Directions for this task: Transcribe the listing below in full, keeping every line exactly as it is.

Given data:
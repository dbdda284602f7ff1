//! Core data types for the cytogenetic band hierarchy.
//!
//! This module provides the fundamental types used throughout the library:
//!
//! - [`HierarchyNode`]: A chromosome, arm, region, band, or subband concept
//! - [`NodeId`]: Arena index of a node
//! - [`SiblingLinks`]: Previous/next references between sibling nodes
//! - [`NodeKind`], [`Arm`]: Structural classification
//! - [`CrossLinkLevel`], [`DuplicateSubbandPolicy`]: Build-time choices
//!
//! ## Codes
//!
//! Every node code is the concatenation of its ancestors' codes with a local segment:
//!
//! | Level      | Local segment | Example   |
//! |------------|---------------|-----------|
//! | chromosome | label         | `1`       |
//! | arm        | `p` / `q`     | `1p`      |
//! | region     | first digit   | `1p3`     |
//! | band       | second digit  | `1p36`    |
//! | subband    | `.` + digits  | `1p36.33` |

pub mod node;
pub mod types;

pub use node::{HierarchyNode, NodeId, SiblingLinks};
pub use types::{Arm, CrossLinkLevel, DuplicateSubbandPolicy, NodeKind};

Solution for this exercise:
repository dbdda284602f7ff1
//! Core data types for the cytogenetic band hierarchy.
//!
//! This module provides the fundamental types used throughout the library:
//!
//! - [`HierarchyNode`]: A chromosome, arm, region, band, or subband concept
//! - [`NodeId`]: Arena index of a node
//! - [`SiblingLinks`]: Previous/next references between sibling nodes
//! - [`NodeKind`], [`Arm`]: Structural classification
//! - [`CrossLinkLevel`], [`DuplicateSubbandPolicy`]: Build-time choices
//!
//! ## Codes
//!
//! Every node code is the concatenation of its ancestors' codes with a local segment:
//!
//! | Level      | Local segment | Example   |
//! |------------|---------------|-----------|
//! | chromosome | label         | `1`       |
//! | arm        | `p` / `q`     | `1p`      |
//! | region     | first digit   | `1p3`     |
//! | band       | second digit  | `1p36`    |
//! | subband    | `.` + digits  | `1p36.33` |

pub mod node;
pub mod types;

pub use node::{HierarchyNode, NodeId, SiblingLinks};
pub use types::{Arm, CrossLinkLevel, DuplicateSubbandPolicy, NodeKind};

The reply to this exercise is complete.